**Task to carry out**
Among the records below, find each line bearing the word "return" and copy it.

(Saved data entries)
Start of Block

#[cfg(test)]
mod tests {
    use super::*;
    use crate::piece::{Color, Filling, Height, Shape};
    use pretty_assertions::assert_eq;

    fn catalog_index(piece: Piece) -> usize {
        Piece::catalog().iter().position(|p| *p == piece).unwrap()
    }

    #[test]
    fn test_new_game() {
        let game = GameState::with_first_player(1);
        assert_eq!(game.current_player(), 1);
        assert_eq!(game.remaining_pieces().len(), 16);
        assert!(game.piece_to_play().is_none());
        assert!(!game.quarto_announced());
        assert_eq!(game.phase(), GamePhase::InProgress);

        let random = GameState::new();
        assert!(random.current_player() <= 1);
    }

    #[test]
    fn test_first_move_only_offers() {
        let mut game = GameState::with_first_player(0);
        let outcome = game.apply_move(&Move::offer(5)).unwrap();

        assert_eq!(outcome, Outcome::Continue);
        assert_eq!(game.piece_to_play_index(), Some(5));
        assert_eq!(game.piece_to_play(), Some(Piece::catalog()[5]));
        assert_eq!(game.remaining_pieces().len(), 16);
    }

    #[test]
    fn test_first_move_ignores_position() {
        let mut game = GameState::with_first_player(0);
        game.apply_move(&Move::place(3, 5)).unwrap();
        assert_eq!(game.board().empty_cells().len(), 16);
    }

    #[test]
    fn test_placement_moves_piece_to_board() {
        let mut game = GameState::with_first_player(0);
        game.apply_move(&Move::offer(5)).unwrap();
        game.apply_move(&Move::place(10, 0)).unwrap();

        assert_eq!(game.board().get(10), Some(Piece::catalog()[5]));
        assert_eq!(game.remaining_pieces().len(), 15);
        assert!(!game.remaining_pieces().contains(&Piece::catalog()[5]));
        assert_eq!(game.piece_to_play(), Some(Piece::catalog()[0]));
    }

    #[test]
    fn test_occupied_position_rejected_without_change() {
        let mut game = GameState::with_first_player(0);
        game.apply_move(&Move::offer(0)).unwrap();
        game.apply_move(&Move::place(7, 0)).unwrap();

        let before = game.clone();
        let err = game.apply_move(&Move::place(7, 1)).unwrap_err();
        assert_eq!(err, InvalidMove::PositionOccupied(7));
        assert_eq!(game, before);
    }

    #[test]
    fn test_missing_or_bad_position_rejected() {
        let mut game = GameState::with_first_player(0);
        game.apply_move(&Move::offer(0)).unwrap();
        let before = game.clone();

        for mv in [
            Move::offer(1),
            Move {
                pos: Some(16),
                next_piece: Some(0),
                quarto: None,
            },
            Move {
                pos: Some(-1),
                next_piece: Some(0),
                quarto: None,
            },
        ] {
            assert_eq!(game.apply_move(&mv), Err(InvalidMove::PositionOutOfRange));
            assert_eq!(game, before);
        }
    }

    #[test]
    fn test_bad_next_piece_rolls_back_placement() {
        let mut game = GameState::with_first_player(0);
        game.apply_move(&Move::offer(0)).unwrap();
        let before = game.clone();

        // 15 pieces remain after placing, so 15 is out of range
        let err = game.apply_move(&Move::place(0, 15)).unwrap_err();
        assert_eq!(err, InvalidMove::NextPieceOutOfRange);
        assert_eq!(game, before);

        let err = game.apply_move(&Move::place_last(0)).unwrap_err();
        assert_eq!(err, InvalidMove::NextPieceOutOfRange);
        assert_eq!(game, before);
    }

    #[test]
    fn test_false_quarto_rolls_back_everything() {
        let mut game = GameState::with_first_player(0);
        game.apply_move(&Move::offer(0)).unwrap();
        let before = game.clone();

        let err = game.apply_move(&Move::place(0, 0).with_quarto()).unwrap_err();
        assert_eq!(err, InvalidMove::FalseQuarto);
        assert_eq!(game, before);
        assert!(game.board().get(0).is_none());
    }

    #[test]
    fn test_explicit_false_quarto_is_still_a_claim() {
        let mut game = GameState::with_first_player(0);
        let before = game.clone();
        let mv = Move {
            quarto: Some(false),
            ..Move::offer(0)
        };
        assert_eq!(game.apply_move(&mv), Err(InvalidMove::FalseQuarto));
        assert_eq!(game, before);
    }

    #[test]
    fn test_check_move_never_changes_state() {
        let mut game = GameState::with_first_player(0);
        game.apply_move(&Move::offer(0)).unwrap();
        let before = game.clone();

        let claim = Move::place(0, 0).with_quarto();
        assert_eq!(game.check_move(&claim), Err(InvalidMove::FalseQuarto));
        assert_eq!(game.check_move(&Move::place(0, 0)), Ok(Outcome::Continue));
        assert_eq!(game, before);
        assert!(game.board().get(0).is_none());
    }

    #[test]
    fn test_row_of_round_pieces_wins() {
        let round = [
            Piece::new(Shape::Round, Color::Dark, Height::Low, Filling::Empty),
            Piece::new(Shape::Round, Color::Light, Height::High, Filling::Full),
            Piece::new(Shape::Round, Color::Dark, Height::High, Filling::Empty),
            Piece::new(Shape::Round, Color::Light, Height::Low, Filling::Full),
        ];

        let mut game = GameState::with_first_player(0);
        game.apply_move(&Move::offer(catalog_index(round[0]))).unwrap();
        for (pos, pair) in round.windows(2).enumerate() {
            let next = game
                .remaining_pieces()
                .iter()
                .filter(|p| **p != pair[0])
                .position(|p| *p == pair[1])
                .unwrap();
            game.apply_move(&Move::place(pos, next)).unwrap();
            game.advance_turn();
        }

        let mover = game.current_player();
        let outcome = game.apply_move(&Move::place(3, 0).with_quarto()).unwrap();
        assert_eq!(outcome, Outcome::Won(mover));
        assert_eq!(game.winner(), Some(mover));
        assert!(game.quarto_announced());
        assert!(game.is_finished());

        // Absorbing: nothing is accepted any more
        let before = game.clone();
        assert_eq!(game.apply_move(&Move::place(4, 0)), Err(InvalidMove::GameOver));
        assert_eq!(game, before);
    }

    #[test]
    fn test_submit_enforces_turns() {
        let mut game = GameState::with_first_player(0);
        assert_eq!(game.submit(1, r#"{"nextPiece": 0}"#), Err(InvalidMove::NotYourTurn));

        let outcome = game.submit(0, r#"{"nextPiece": 0}"#).unwrap();
        assert_eq!(outcome, Outcome::Continue);
        assert_eq!(game.current_player(), 1);

        let err = game.submit(1, "{pos: 1").unwrap_err();
        assert!(matches!(err, InvalidMove::MalformedEncoding(_)));
        assert_eq!(game.current_player(), 1);
    }

    #[test]
    fn test_snapshot_round_trip() {
        let mut game = GameState::with_first_player(0);
        game.submit(0, r#"{"nextPiece": 3}"#).unwrap();
        game.submit(1, r#"{"pos": 6, "nextPiece": 0}"#).unwrap();

        let restored = GameState::from_snapshot(game.snapshot()).unwrap();
        assert_eq!(restored, game);
    }

    #[test]
    fn test_snapshot_json_uses_camel_case() {
        let game = GameState::with_first_player(1);
        let json = serde_json::to_value(game.snapshot()).unwrap();
        assert_eq!(json["pieceToPlay"], serde_json::Value::Null);
        assert_eq!(json["quartoAnnounced"], false);
        assert_eq!(json["currentPlayer"], 1);
        assert_eq!(json["board"].as_array().unwrap().len(), 16);
        assert_eq!(json["remainingPieces"].as_array().unwrap().len(), 16);
    }

    #[test]
    fn test_snapshot_validation() {
        let good = GameState::with_first_player(0).snapshot();

        let mut missing = good.clone();
        missing.remaining_pieces.pop();
        assert_eq!(
            GameState::from_snapshot(missing),
            Err(SnapshotError::WrongPieceCount {
                expected: 16,
                found: 15
            })
        );

        let mut duplicate = good.clone();
        duplicate.remaining_pieces[1] = duplicate.remaining_pieces[0];
        assert!(matches!(
            GameState::from_snapshot(duplicate),
            Err(SnapshotError::DuplicatePiece(_))
        ));

        let mut bad_index = good.clone();
        bad_index.piece_to_play = Some(16);
        assert!(matches!(
            GameState::from_snapshot(bad_index),
            Err(SnapshotError::PieceToPlayOutOfRange { .. })
        ));

        let mut mid_game = GameState::with_first_player(0);
        mid_game.apply_move(&Move::offer(0)).unwrap();
        mid_game.apply_move(&Move::place(5, 0)).unwrap();
        let mut no_pending = mid_game.snapshot();
        no_pending.piece_to_play = None;
        assert_eq!(
            GameState::from_snapshot(no_pending),
            Err(SnapshotError::MissingPieceToPlay)
        );

        let mut bad_player = good.clone();
        bad_player.current_player = 2;
        assert_eq!(
            GameState::from_snapshot(bad_player),
            Err(SnapshotError::UnknownPlayer(2))
        );

        let mut unverified = good;
        unverified.quarto_announced = true;
        assert_eq!(
            GameState::from_snapshot(unverified),
            Err(SnapshotError::UnverifiedQuarto)
        );
    }

    #[test]
    fn test_display_lists_pieces() {
        let mut game = GameState::with_first_player(0);
        game.apply_move(&Move::offer(0)).unwrap();
        let text = game.to_string();
        assert!(text.starts_with("Board:\n"));
        assert!(text.contains("Remaining Pieces:"));
        assert!(text.contains("Piece to Play:\n (ED) "));
    }
}
//! Game room management.

use quarto_core::{GameSnapshot, GameState, InvalidMove, Outcome, PlayerId};
use thiserror::Error;
use uuid::Uuid;

#[derive(Debug, Error)]
pub enum RoomError {
    #[error("Player not in room")]
    PlayerNotInRoom,

    #[error("Not your turn")]
    NotYourTurn,

    #[error("Game is over")]
    GameOver,

    #[error("Invalid move: {0}")]
    InvalidMove(#[from] InvalidMove),
}

/// Room status.
#[derive(Debug, Clone, Copy, PartialEq, Eq)]
pub enum RoomStatus {
    InGame,
    Finished,
}

/// A player in a game room.
#[derive(Debug, Clone)]
pub struct RoomPlayer {
    pub id: Uuid,
    pub name: String,
    /// Index in the game (0 or 1)
    pub index: PlayerId,
}

/// A room hosting one game between two players. Each room owns its game
/// state; nothing is shared between rooms.
pub struct GameRoom {
    pub id: Uuid,
    pub status: RoomStatus,
    /// Players ordered by game index
    pub players: [RoomPlayer; 2],
    game: GameState,
}

impl GameRoom {
    /// Open a room for two paired players. The starting player is random.
    pub fn new(id: Uuid, first: (Uuid, String), second: (Uuid, String)) -> Self {
        Self::with_game(id, first, second, GameState::new())
    }

    pub fn with_game(
        id: Uuid,
        (first_id, first_name): (Uuid, String),
        (second_id, second_name): (Uuid, String),
        game: GameState,
    ) -> Self {
        Self {
            id,
            status: RoomStatus::InGame,
            players: [
                RoomPlayer {
                    id: first_id,
                    name: first_name,
                    index: 0,
                },
                RoomPlayer {
                    id: second_id,
                    name: second_name,
                    index: 1,
                },
            ],
            game,
        }
    }

    pub fn game(&self) -> &GameState {
        &self.game
    }

    pub fn snapshot(&self) -> GameSnapshot {
        self.game.snapshot()
    }

    pub fn player(&self, player_id: Uuid) -> Option<&RoomPlayer> {
        self.players.iter().find(|p| p.id == player_id)
    }

    pub fn opponent_of(&self, player_id: Uuid) -> Option<&RoomPlayer> {
        self.player(player_id)?;
        self.players.iter().find(|p| p.id != player_id)
    }

    /// Connection whose turn it is
    pub fn current_player(&self) -> &RoomPlayer {
        &self.players[self.game.current_player() as usize]
    }

    pub fn is_finished(&self) -> bool {
        self.status == RoomStatus::Finished
    }

    /// Relay one encoded move from a connection to the game
    pub fn apply_move(&mut self, player_id: Uuid, payload: &str) -> Result<Outcome, RoomError> {
        let index = self.player(player_id).ok_or(RoomError::PlayerNotInRoom)?.index;

        if self.game.is_finished() {
            return Err(RoomError::GameOver);
        }
        if self.game.current_player() != index {
            return Err(RoomError::NotYourTurn);
        }

        let outcome = self.game.submit(index, payload)?;

        if self.game.is_finished() {
            self.status = RoomStatus::Finished;
        }

        Ok(outcome)
    }

    pub fn get_winner(&self) -> Option<(PlayerId, String)> {
        let winner = self.game.winner()?;
        let name = self.players.get(winner as usize)?.name.clone();
        Some((winner, name))
    }
}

End of Block

**Response to the task**
            return Err(RoomError::GameOver);
            return Err(RoomError::NotYourTurn);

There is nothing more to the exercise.